**What the task asks:**
Only one span belongs in the answer: the line holding "tar::Archive::new(GzDecoder::new(file)).unpack(dest)?;" through the last line of the entries below, retyped exactly.

**Records for this task:**
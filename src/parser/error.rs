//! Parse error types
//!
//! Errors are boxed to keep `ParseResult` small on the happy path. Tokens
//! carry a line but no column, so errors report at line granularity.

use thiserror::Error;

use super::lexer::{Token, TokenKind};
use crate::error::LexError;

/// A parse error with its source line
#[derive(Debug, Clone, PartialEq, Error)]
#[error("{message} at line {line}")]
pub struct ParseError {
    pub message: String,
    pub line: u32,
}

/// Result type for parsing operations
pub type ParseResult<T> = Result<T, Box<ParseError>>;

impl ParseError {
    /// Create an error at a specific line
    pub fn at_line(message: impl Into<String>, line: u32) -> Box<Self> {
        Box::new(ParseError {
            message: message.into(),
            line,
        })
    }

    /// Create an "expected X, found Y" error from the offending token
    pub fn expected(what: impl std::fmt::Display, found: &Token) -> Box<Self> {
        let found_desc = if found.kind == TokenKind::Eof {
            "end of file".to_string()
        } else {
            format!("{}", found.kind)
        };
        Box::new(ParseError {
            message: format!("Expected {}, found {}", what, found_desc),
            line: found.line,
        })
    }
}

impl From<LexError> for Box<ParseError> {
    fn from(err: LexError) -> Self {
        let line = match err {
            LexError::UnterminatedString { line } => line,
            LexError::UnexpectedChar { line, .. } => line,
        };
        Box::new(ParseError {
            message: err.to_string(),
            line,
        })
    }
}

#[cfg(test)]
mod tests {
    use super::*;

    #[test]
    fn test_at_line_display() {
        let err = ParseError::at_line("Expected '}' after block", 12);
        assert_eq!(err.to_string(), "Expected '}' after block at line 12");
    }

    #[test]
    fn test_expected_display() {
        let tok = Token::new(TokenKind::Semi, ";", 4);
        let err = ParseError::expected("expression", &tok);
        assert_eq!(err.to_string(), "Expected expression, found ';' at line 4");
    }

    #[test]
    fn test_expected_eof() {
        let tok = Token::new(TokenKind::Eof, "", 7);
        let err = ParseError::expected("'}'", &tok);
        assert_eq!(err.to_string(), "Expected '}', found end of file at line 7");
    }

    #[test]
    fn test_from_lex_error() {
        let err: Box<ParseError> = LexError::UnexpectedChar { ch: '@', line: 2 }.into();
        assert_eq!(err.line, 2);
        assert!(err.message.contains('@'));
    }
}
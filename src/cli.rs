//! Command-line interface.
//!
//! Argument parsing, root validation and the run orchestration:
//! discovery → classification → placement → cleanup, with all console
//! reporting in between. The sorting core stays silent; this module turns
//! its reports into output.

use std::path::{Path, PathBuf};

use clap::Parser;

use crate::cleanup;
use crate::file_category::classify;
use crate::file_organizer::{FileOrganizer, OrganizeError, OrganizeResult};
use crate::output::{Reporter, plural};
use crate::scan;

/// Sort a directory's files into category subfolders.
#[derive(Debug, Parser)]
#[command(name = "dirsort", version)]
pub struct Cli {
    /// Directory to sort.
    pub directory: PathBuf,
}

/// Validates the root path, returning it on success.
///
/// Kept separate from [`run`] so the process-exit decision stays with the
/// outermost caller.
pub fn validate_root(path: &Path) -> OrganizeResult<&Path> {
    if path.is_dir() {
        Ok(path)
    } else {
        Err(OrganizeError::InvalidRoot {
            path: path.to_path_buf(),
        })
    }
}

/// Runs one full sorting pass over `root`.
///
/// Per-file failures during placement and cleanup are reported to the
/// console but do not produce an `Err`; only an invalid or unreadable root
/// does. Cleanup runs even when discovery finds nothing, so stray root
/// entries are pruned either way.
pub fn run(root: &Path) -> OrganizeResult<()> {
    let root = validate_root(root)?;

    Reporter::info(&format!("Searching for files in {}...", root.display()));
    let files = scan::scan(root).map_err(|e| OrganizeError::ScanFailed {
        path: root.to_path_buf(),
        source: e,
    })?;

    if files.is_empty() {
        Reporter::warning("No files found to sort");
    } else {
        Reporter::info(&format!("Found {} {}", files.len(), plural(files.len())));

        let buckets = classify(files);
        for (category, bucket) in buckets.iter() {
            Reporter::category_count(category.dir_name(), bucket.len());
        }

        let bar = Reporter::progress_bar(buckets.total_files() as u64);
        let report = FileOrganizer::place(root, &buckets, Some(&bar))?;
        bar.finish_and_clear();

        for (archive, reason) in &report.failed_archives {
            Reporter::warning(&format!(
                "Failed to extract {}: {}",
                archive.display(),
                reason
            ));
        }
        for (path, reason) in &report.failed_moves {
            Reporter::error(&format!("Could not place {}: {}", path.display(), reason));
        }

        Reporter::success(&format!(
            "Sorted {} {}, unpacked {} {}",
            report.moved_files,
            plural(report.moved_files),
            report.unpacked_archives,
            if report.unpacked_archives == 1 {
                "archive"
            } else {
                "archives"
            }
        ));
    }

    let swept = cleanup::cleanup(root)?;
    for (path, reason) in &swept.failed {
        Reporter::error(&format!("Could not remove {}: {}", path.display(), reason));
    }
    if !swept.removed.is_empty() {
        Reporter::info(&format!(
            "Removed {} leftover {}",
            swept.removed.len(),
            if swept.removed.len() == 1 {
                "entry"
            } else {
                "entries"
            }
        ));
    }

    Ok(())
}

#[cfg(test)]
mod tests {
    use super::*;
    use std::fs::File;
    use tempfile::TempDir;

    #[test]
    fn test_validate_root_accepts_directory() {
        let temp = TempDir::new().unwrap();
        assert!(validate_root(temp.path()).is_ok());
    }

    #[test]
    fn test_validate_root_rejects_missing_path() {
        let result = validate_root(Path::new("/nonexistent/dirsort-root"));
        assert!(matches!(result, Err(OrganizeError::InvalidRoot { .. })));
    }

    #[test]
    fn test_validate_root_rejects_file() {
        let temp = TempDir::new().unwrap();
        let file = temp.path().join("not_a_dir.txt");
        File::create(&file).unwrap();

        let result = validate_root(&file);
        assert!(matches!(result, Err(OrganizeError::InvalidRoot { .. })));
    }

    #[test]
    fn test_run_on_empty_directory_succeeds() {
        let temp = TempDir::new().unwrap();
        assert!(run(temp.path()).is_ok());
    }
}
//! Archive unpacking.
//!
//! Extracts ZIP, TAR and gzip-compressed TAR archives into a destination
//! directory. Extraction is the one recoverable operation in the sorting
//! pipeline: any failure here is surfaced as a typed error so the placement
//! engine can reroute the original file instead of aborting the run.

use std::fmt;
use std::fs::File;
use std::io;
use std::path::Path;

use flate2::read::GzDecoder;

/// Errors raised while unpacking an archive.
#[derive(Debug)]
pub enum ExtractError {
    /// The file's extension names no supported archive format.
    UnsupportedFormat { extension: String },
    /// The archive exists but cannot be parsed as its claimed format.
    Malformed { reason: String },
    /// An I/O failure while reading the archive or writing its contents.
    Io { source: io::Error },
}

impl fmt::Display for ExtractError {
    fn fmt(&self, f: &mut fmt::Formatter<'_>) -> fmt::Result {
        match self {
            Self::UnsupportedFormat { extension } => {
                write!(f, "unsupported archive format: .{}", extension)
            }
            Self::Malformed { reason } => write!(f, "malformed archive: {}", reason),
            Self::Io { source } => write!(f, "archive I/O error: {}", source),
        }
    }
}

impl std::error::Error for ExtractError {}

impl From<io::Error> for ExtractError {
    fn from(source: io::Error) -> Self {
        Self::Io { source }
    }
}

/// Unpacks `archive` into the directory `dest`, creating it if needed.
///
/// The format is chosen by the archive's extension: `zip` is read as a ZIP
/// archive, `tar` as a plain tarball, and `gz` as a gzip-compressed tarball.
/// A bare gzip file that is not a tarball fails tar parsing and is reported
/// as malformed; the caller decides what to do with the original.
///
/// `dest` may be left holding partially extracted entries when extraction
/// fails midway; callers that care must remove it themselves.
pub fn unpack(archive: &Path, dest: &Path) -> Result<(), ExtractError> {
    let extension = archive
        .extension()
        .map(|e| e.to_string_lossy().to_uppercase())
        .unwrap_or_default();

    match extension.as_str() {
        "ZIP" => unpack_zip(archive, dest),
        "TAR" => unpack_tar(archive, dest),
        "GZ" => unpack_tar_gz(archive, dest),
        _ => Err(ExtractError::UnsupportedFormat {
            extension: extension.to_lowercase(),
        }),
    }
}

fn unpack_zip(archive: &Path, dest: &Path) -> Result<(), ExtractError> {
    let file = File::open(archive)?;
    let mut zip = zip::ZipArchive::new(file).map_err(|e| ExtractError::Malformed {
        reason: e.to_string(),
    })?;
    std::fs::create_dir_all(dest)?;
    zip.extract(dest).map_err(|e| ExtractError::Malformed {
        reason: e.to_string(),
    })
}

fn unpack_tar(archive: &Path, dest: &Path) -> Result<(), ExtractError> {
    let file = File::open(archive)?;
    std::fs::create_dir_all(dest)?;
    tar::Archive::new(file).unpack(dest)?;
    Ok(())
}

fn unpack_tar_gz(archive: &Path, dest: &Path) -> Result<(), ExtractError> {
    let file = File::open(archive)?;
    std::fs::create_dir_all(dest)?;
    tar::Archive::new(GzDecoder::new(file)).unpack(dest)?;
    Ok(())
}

**Your solution:**
    tar::Archive::new(GzDecoder::new(file)).unpack(dest)?;
    Ok(())
}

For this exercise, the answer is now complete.